Abstract Activated macrophages take up 2-deoxy-2-(18)F-fluoro-D-glucose (FDG) via glucose transporters, so this compound is useful for atherosclerosis imaging by positron emission tomography (PET). However, FDG application is limited for imaging of the heart and brain, where glucose uptake is high, and in patients with aberrant glucose metabolism. The aims of this study were to confirm that mannosylated human serum albumin (MSA) specifically binds to the mannose receptor (MR) on macrophages and to test the feasibility of (68)Ga-labeled NOTA-MSA for PET imaging of atherosclerotic plaques. The peritoneal macrophages of C57/B6 mice were collected, incubated with 10 μg/ml RITC-MSA, and evaluated by confocal microscopy and flow cytometry. The same evaluations were performed after pre-incubation of the macrophages with anti-CD206 MR blocking antibodies. NOTA-MSA was synthesized by conjugating 2-(p-isothiocyanatobenzyl)-1,4,7-triazacyclononane-1,4,7-triacetic acid to MSA, followed by labeling with (68)Ga. Rabbits with atherosclerotic aorta induced by a 3-month cholesterol diet and chronic inflammation underwent consecutive PET/computed tomography with (18)F-FDG and (68)Ga-NOTA-MSA at 2-day intervals. The binding of MSA to MR, and its dose-dependent reduction by pre-incubation with anti-CD206 MR blocking antibody, were confirmed. Rhodamine B isothiocyanate (RITC) and fluorescein isothiocyanate (FITC) fluorescence co-localized at the atherosclerotic plaque.
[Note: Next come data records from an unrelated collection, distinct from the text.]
//! Telegram WebApp `initData` verification.
//!
//! Every API request carries the raw `initData` string from the host
//! runtime. The signature scheme is the one documented for Web Apps:
//! `secret = HMAC_SHA256("WebAppData", bot_token)`, then the hash field
//! must equal `HMAC_SHA256(secret, data_check_string)` where the check
//! string is all other fields sorted by key and joined with newlines.

use hmac::{Hmac, Mac};
use serde::Deserialize;
use sha2::Sha256;

use crate::prelude::*;

type HmacSha256 = Hmac<Sha256>;

#[derive(Debug, Clone, Deserialize)]
pub struct WebAppUser {
  pub id: i64,
  pub first_name: String,
  #[serde(default)]
  pub username: Option<String>,
  #[serde(default)]
  pub photo_url: Option<String>,
}

#[derive(Debug)]
pub struct InitData {
  pub user: WebAppUser,
  pub start_param: Option<String>,
  pub auth_date: i64,
}

fn hmac_sha256(key: &[u8], data: &[u8]) -> HmacSha256 {
  let mut mac =
    HmacSha256::new_from_slice(key).expect("hmac accepts any key length");
  mac.update(data);
  mac
}

pub fn verify(init_data: &str, bot_token: &str) -> Result<InitData> {
  let mut pairs = Vec::new();
  let mut hash = None;

  for part in init_data.split('&').filter(|part| !part.is_empty()) {
    let (key, value) = part.split_once('=').ok_or(Error::Unauthorized)?;
    let value = urlencoding::decode(value)
      .map_err(|_| Error::Unauthorized)?
      .into_owned();

    if key == "hash" {
      hash = Some(value);
    } else {
      pairs.push((key.to_string(), value));
    }
  }

  let hash = hash.ok_or(Error::Unauthorized)?;
  let given = hex::decode(hash.as_bytes()).map_err(|_| Error::Unauthorized)?;

  pairs.sort();
  let check_string = pairs
    .iter()
    .map(|(key, value)| format!("{key}={value}"))
    .collect::<Vec<_>>()
    .join("\n");

  let secret =
    hmac_sha256(b"WebAppData", bot_token.as_bytes()).finalize().into_bytes();
  hmac_sha256(&secret, check_string.as_bytes())
    .verify_slice(&given)
    .map_err(|_| Error::Unauthorized)?;

  let mut user = None;
  let mut start_param = None;
  let mut auth_date = 0;

  for (key, value) in pairs {
    match key.as_str() {
      "user" => user = json::from_str(&value).ok(),
      "start_param" => start_param = Some(value),
      "auth_date" => auth_date = value.parse().unwrap_or(0),
      _ => {}
    }
  }

  Ok(InitData { user: user.ok_or(Error::Unauthorized)?, start_param, auth_date })
}

#[cfg(test)]
mod tests {
  use super::*;

  const TOKEN: &str = "12345:TEST_TOKEN";

  fn sign(fields: &[(&str, &str)]) -> String {
    let mut sorted: Vec<_> = fields.to_vec();
    sorted.sort();
    let check_string = sorted
      .iter()
      .map(|(key, value)| format!("{key}={value}"))
      .collect::<Vec<_>>()
      .join("\n");

    let secret =
      hmac_sha256(b"WebAppData", TOKEN.as_bytes()).finalize().into_bytes();
    let hash = hex::encode(
      hmac_sha256(&secret, check_string.as_bytes()).finalize().into_bytes(),
    );

    let mut query: Vec<_> = fields
      .iter()
      .map(|(key, value)| {
        format!("{key}={}", urlencoding::encode(value))
      })
      .collect();
    query.push(format!("hash={hash}"));
    query.join("&")
  }

  #[test]
  fn accepts_signed_init_data() {
    let init_data = sign(&[
      ("user", r#"{"id":99,"first_name":"Test","username":"tester"}"#),
      ("auth_date", "1743500000"),
      ("start_param", "eyJzb3VyY2UiOiJ2ayJ9"),
    ]);

    let init = verify(&init_data, TOKEN).expect("valid signature");
    assert_eq!(init.user.id, 99);
    assert_eq!(init.user.username.as_deref(), Some("tester"));
    assert_eq!(init.start_param.as_deref(), Some("eyJzb3VyY2UiOiJ2ayJ9"));
    assert_eq!(init.auth_date, 1743500000);
  }

  #[test]
  fn rejects_tampered_data() {
    let init_data = sign(&[
      ("user", r#"{"id":99,"first_name":"Test"}"#),
      ("auth_date", "1743500000"),
    ]);
    let tampered = init_data.replace("99", "100");

    assert!(matches!(verify(&tampered, TOKEN), Err(Error::Unauthorized)));
  }

  #[test]
  fn rejects_missing_hash() {
    let init_data = "user=%7B%22id%22%3A99%7D&auth_date=1743500000";
    assert!(matches!(verify(init_data, TOKEN), Err(Error::Unauthorized)));
  }

  #[test]
  fn rejects_wrong_token() {
    let init_data = sign(&[
      ("user", r#"{"id":99,"first_name":"Test"}"#),
      ("auth_date", "1743500000"),
    ]);
    assert!(matches!(
      verify(&init_data, "54321:OTHER_TOKEN"),
      Err(Error::Unauthorized)
    ));
  }
}
use sea_orm_migration::prelude::*;

#[derive(DeriveMigrationName)]
pub struct Migration;

#[async_trait::async_trait]
impl MigrationTrait for Migration {
  async fn up(&self, manager: &SchemaManager) -> Result<(), DbErr> {
    manager
      .create_table(
        Table::create()
          .table(Users::Table)
          .if_not_exists()
          .col(
            ColumnDef::new(Users::TgUserId)
              .big_integer()
              .not_null()
              .primary_key(),
          )
          .col(ColumnDef::new(Users::Username).string().null())
          .col(ColumnDef::new(Users::FirstName).string().not_null())
          .col(ColumnDef::new(Users::AvatarUrl).string().null())
          .col(ColumnDef::new(Users::PhoneNumber).string().null())
          .col(
            ColumnDef::new(Users::Points).big_integer().not_null().default(0),
          )
          .col(
            ColumnDef::new(Users::OnboardingCompleted)
              .boolean()
              .not_null()
              .default(false),
          )
          .col(
            ColumnDef::new(Users::KeywordCompleted)
              .boolean()
              .not_null()
              .default(false),
          )
          .col(
            ColumnDef::new(Users::IsRepeat).boolean().not_null().default(false),
          )
          .col(ColumnDef::new(Users::StartSource).string().null())
          .col(ColumnDef::new(Users::CreatedAt).date_time().not_null())
          .col(ColumnDef::new(Users::LastLogin).date_time().not_null())
          .to_owned(),
      )
      .await?;

    manager
      .create_index(
        Index::create()
          .name("idx_users_points")
          .table(Users::Table)
          .col(Users::Points)
          .to_owned(),
      )
      .await
  }

  async fn down(&self, manager: &SchemaManager) -> Result<(), DbErr> {
    manager.drop_table(Table::drop().table(Users::Table).to_owned()).await
  }
}

#[derive(DeriveIden)]
pub enum Users {
  Table,
  TgUserId,
  Username,
  FirstName,
  AvatarUrl,
  PhoneNumber,
  Points,
  OnboardingCompleted,
  KeywordCompleted,
  IsRepeat,
  StartSource,
  CreatedAt,
  LastLogin,
}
The (68)Ga-NOTA-MSA standard uptake values of the atherosclerotic aorta were significantly higher than those of the healthy arteries and inferior vena cava, and were comparable to those obtained with (18)F-FDG. These findings suggest that MR-specific (68)Ga-NOTA-MSA is effective for detecting atherosclerosis in the aorta, and is a promising radiopharmaceutical for imaging atherosclerosis because of the presence of M2 macrophages in atherosclerotic plaques.